I reach into the borrowed clutch and pull out my cell phone. “Would you mind taking a picture for me? It might be silly, but all this?” I touch my dress. “It’s a pretty big deal for me. I want to share it with my best friend since there’s no one else anymore. Well, other than you.”
Carys swallows visibly before she says, “I understand better than you think. All I wanted when David and I got married was to share things with my mom.”
A moment of shared camaraderie for the most heartbreaking reason passes between us. Then Carys gets her natural spark back by demanding, “Strike a pose.”
I do just as the doorbell rings.
My breath catches. Carys and I share a complicated glance before she opens the door behind her. It’s time to see if the information we’re looking for is out there.
If there’s anything to find out at all.
Sixteen
Ward
Redemption club owner and man candy Marco Houde has been surprisingly mum about some rumored changes. Akin to asking all guests to strip before entering, we’re not certain there’s much else to improve on perfection.
— Viego Martinez, Celebrity Blogger
“Angie?” I stammer as the slim, elegant redhead meets me in my sister’s living room precisely at nine.
“Hello, Ward.” Giving me an appraising look, she turns to my sister. “I understand why I needed to go shopping now based on what your brother’s wearing.”
“Hmm. He cleans up fairly well for a suit.” Carys shoots me a quick wink while Angie looks away.
It gives me an opportunity to study her in detail without her notice.

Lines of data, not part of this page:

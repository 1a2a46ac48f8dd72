//! # Identity Registry
//!
//! Maps item and container ids to the opaque [`Handle`]s of whatever visual
//! entity currently represents them. Effects (highlight, focus) look handles
//! up here; business state never does.
//!
//! Registration is scoped: [`register_item`](IdentityRegistry::register_item)
//! returns a [`Registration`] guard, and dropping the guard releases the
//! entry. Every registration carries a generation number, so a guard released
//! late (after the entity was remounted and registered again) cannot evict
//! the newer entry. Each guard also only ever touches the map of its own kind.
//!
//! The registry is owned by one board session and shared by cheap clones.
//! The event loop is single-threaded, so the maps live in `Rc<RefCell<_>>`.

use std::cell::RefCell;
use std::collections::HashMap;
use std::fmt;
use std::rc::{Rc, Weak};

use log::{debug, warn};
use serde::{Deserialize, Serialize};

use crate::core::error::BoardError;

#[derive(Debug, Clone, Copy, PartialEq, Eq, Hash)]
pub enum EntityKind {
    Item,
    Container,
}

impl fmt::Display for EntityKind {
    fn fmt(&self, f: &mut fmt::Formatter<'_>) -> fmt::Result {
        match self {
            EntityKind::Item => write!(f, "item"),
            EntityKind::Container => write!(f, "container"),
        }
    }
}

/// Opaque reference to a visual entity. Minted by the rendering side.
#[derive(Debug, Clone, Copy, PartialEq, Eq, Hash, PartialOrd, Ord, Serialize, Deserialize)]
pub struct Handle(pub u64);

/// What a mounted item card exposes: the card itself, and the control that
/// opens its action menu (where focus goes back to after a move).
#[derive(Debug, Clone, Copy, PartialEq, Eq)]
pub struct ItemEntry {
    pub element: Handle,
    pub action_trigger: Handle,
}

#[derive(Debug, Clone, Copy, PartialEq, Eq)]
pub struct ContainerEntry {
    pub element: Handle,
}

#[derive(Debug)]
struct Slot<E> {
    entry: E,
    generation: u64,
}

#[derive(Debug, Default)]
struct Inner {
    items: HashMap<String, Slot<ItemEntry>>,
    containers: HashMap<String, Slot<ContainerEntry>>,
    next_generation: u64,
}

impl Inner {
    fn next_generation(&mut self) -> u64 {
        self.next_generation += 1;
        self.next_generation
    }

    fn remove(&mut self, kind: EntityKind, id: &str, generation: u64) -> bool {
        let current = match kind {
            EntityKind::Item => self.items.get(id).map(|slot| slot.generation),
            EntityKind::Container => self.containers.get(id).map(|slot| slot.generation),
        };
        if current != Some(generation) {
            return false;
        }
        match kind {
            EntityKind::Item => self.items.remove(id).is_some(),
            EntityKind::Container => self.containers.remove(id).is_some(),
        }
    }
}

#[derive(Debug, Clone, Default)]
pub struct IdentityRegistry {
    inner: Rc<RefCell<Inner>>,
}

impl IdentityRegistry {
    pub fn new() -> Self {
        Self::default()
    }

    /// Registers an item card. The last registration for an id wins.
    pub fn register_item(&self, id: &str, entry: ItemEntry) -> Registration {
        let mut inner = self.inner.borrow_mut();
        let generation = inner.next_generation();
        inner
            .items
            .insert(id.to_string(), Slot { entry, generation });
        debug!("Registered item {} (generation {})", id, generation);
        self.guard(EntityKind::Item, id, generation)
    }

    /// Registers a container column. The last registration for an id wins.
    pub fn register_container(&self, id: &str, entry: ContainerEntry) -> Registration {
        let mut inner = self.inner.borrow_mut();
        let generation = inner.next_generation();
        inner
            .containers
            .insert(id.to_string(), Slot { entry, generation });
        debug!("Registered container {} (generation {})", id, generation);
        self.guard(EntityKind::Container, id, generation)
    }

    pub fn item(&self, id: &str) -> Result<ItemEntry, BoardError> {
        self.inner
            .borrow()
            .items
            .get(id)
            .map(|slot| slot.entry)
            .ok_or_else(|| not_registered(EntityKind::Item, id))
    }

    pub fn container(&self, id: &str) -> Result<ContainerEntry, BoardError> {
        self.inner
            .borrow()
            .containers
            .get(id)
            .map(|slot| slot.entry)
            .ok_or_else(|| not_registered(EntityKind::Container, id))
    }

    /// Element handle for any entity kind.
    pub fn lookup(&self, kind: EntityKind, id: &str) -> Result<Handle, BoardError> {
        match kind {
            EntityKind::Item => self.item(id).map(|entry| entry.element),
            EntityKind::Container => self.container(id).map(|entry| entry.element),
        }
    }

    pub fn is_registered(&self, kind: EntityKind, id: &str) -> bool {
        self.lookup(kind, id).is_ok()
    }

    /// Number of live registrations across both kinds.
    pub fn len(&self) -> usize {
        let inner = self.inner.borrow();
        inner.items.len() + inner.containers.len()
    }

    pub fn is_empty(&self) -> bool {
        self.len() == 0
    }

    fn guard(&self, kind: EntityKind, id: &str, generation: u64) -> Registration {
        Registration {
            registry: Rc::downgrade(&self.inner),
            kind,
            id: id.to_string(),
            generation,
            released: false,
        }
    }
}

fn not_registered(kind: EntityKind, id: &str) -> BoardError {
    BoardError::NotRegistered {
        kind,
        id: id.to_string(),
    }
}

/// Keeps one registry entry alive. Dropping it unregisters the entry unless a
/// newer registration for the same id has replaced it in the meantime.
#[must_use = "dropping a Registration unregisters it immediately"]
#[derive(Debug)]
pub struct Registration {
    registry: Weak<RefCell<Inner>>,
    kind: EntityKind,
    id: String,
    generation: u64,
    released: bool,
}

impl Registration {
    pub fn kind(&self) -> EntityKind {
        self.kind
    }

    pub fn id(&self) -> &str {
        &self.id
    }

    pub fn generation(&self) -> u64 {
        self.generation
    }

    /// Releases now. Returns whether this registration was still the current
    /// one and got removed.
    pub fn release(mut self) -> bool {
        self.unregister()
    }

    fn unregister(&mut self) -> bool {
        if self.released {
            return false;
        }
        self.released = true;

        let Some(shared) = self.registry.upgrade() else {
            return false;
        };
        let Ok(mut inner) = shared.try_borrow_mut() else {
            warn!(
                "Registry busy, leaving {} {} registered",
                self.kind, self.id
            );
            return false;
        };
        let removed = inner.remove(self.kind, &self.id, self.generation);
        if removed {
            debug!("Unregistered {} {} (generation {})", self.kind, self.id, self.generation);
        } else {
            debug!(
                "Stale release of {} {} (generation {}) ignored",
                self.kind, self.id, self.generation
            );
        }
        removed
    }
}

impl Drop for Registration {
    fn drop(&mut self) {
        self.unregister();
    }
}

#[cfg(test)]
mod tests {
    use super::*;

    fn item_entry(n: u64) -> ItemEntry {
        ItemEntry {
            element: Handle(n),
            action_trigger: Handle(n + 100),
        }
    }

    #[test]
    fn test_register_and_lookup() {
        let registry = IdentityRegistry::new();
        let _card = registry.register_item("id:1", item_entry(1));
        let _column = registry.register_container("about", ContainerEntry { element: Handle(7) });

        assert_eq!(registry.item("id:1"), Ok(item_entry(1)));
        assert_eq!(registry.lookup(EntityKind::Container, "about"), Ok(Handle(7)));
        assert_eq!(registry.len(), 2);
    }

    #[test]
    fn test_lookup_after_release_fails() {
        let registry = IdentityRegistry::new();
        let registration = registry.register_item("id:1", item_entry(1));
        assert!(registration.release());

        assert_eq!(
            registry.lookup(EntityKind::Item, "id:1"),
            Err(BoardError::NotRegistered {
                kind: EntityKind::Item,
                id: "id:1".to_string(),
            })
        );
    }

    #[test]
    fn test_drop_releases() {
        let registry = IdentityRegistry::new();
        {
            let _registration =
                registry.register_container("about", ContainerEntry { element: Handle(1) });
            assert!(registry.is_registered(EntityKind::Container, "about"));
        }
        assert!(registry.is_empty());
    }

    #[test]
    fn test_last_registration_wins() {
        let registry = IdentityRegistry::new();
        let _first = registry.register_item("id:1", item_entry(1));
        let _second = registry.register_item("id:1", item_entry(2));
        assert_eq!(registry.item("id:1"), Ok(item_entry(2)));
    }

    #[test]
    fn test_stale_release_keeps_newer_registration() {
        let registry = IdentityRegistry::new();
        let old = registry.register_item("id:1", item_entry(1));
        let new = registry.register_item("id:1", item_entry(2));
        assert!(new.generation() > old.generation());

        // old card unmounts after the new one mounted
        assert!(!old.release());
        assert_eq!(registry.item("id:1"), Ok(item_entry(2)));

        drop(new);
        assert!(!registry.is_registered(EntityKind::Item, "id:1"));
    }

    #[test]
    fn test_container_release_leaves_item_with_same_id() {
        let registry = IdentityRegistry::new();
        let _item = registry.register_item("shared", item_entry(1));
        let column = registry.register_container("shared", ContainerEntry { element: Handle(9) });

        assert!(column.release());
        assert_eq!(registry.item("shared"), Ok(item_entry(1)));
        assert!(registry.container("shared").is_err());
    }

    #[test]
    fn test_release_after_registry_dropped() {
        let registry = IdentityRegistry::new();
        let registration = registry.register_item("id:1", item_entry(1));
        drop(registry);
        assert_eq!(registration.id(), "id:1");
        assert_eq!(registration.kind(), EntityKind::Item);
        assert!(!registration.release());
    }
}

Do I think she’s gorgeous? She might be the most stunning woman I’ve ever seen. I feel my hand tremble on the glass of soda water David handed me when I came in. Whatever machinations women get to when they’re together turned this woman from my Angie into this cool, untouchable creature I don’t know.
“You look beautiful.” It’s the truth, but when her flat blue eyes meet mine, I feel like I lost something important by offering up the compliment.
“Thank you. Should we get going?” This woman is exactly what I don’t want. She’s cold, aloof, standoffish. Then my inner voice taunts me.This is what you implied you wanted her to be, you bonehead. You can’t have it both ways.
Before I can do something— anything—to put the situation at ease, Carys pipes up. “Your name is on the list, Angie. The doorman will just wave you in when you come back.”
Angie turns toward my sister, and for just a moment, the icy veneer melts and the hint of warmth I’ve seen at the office shines through when she says sincerely, “Thank you.”
“No. Thank you.” The two have an unspoken conversation before I step forward.
I hold out my arm. “Shall we?”
Barely tucking her fingers inside my elbow, she nods.
Somehow, I have to figure out a way to apologize. But she has no idea that when she walked down the hall toward me, she stole the last of my sanity, and I’ve been trying to get it back since.
I only hope I can hold on to it long enough for the two of us to talk. Really talk.
* * *
We’re headedout of downtown toward Fort Washington, and barely a handful of words have passed between us. I open my mouth to say something, anything, but can’t string a single sentence together. I make my living with words: reading, writing, hell, arguing them. And yet, I can’t find them when I desperately need them to break the tension rising in my Mercedes. I clear my throat. “Have you ever been to Redemption before?”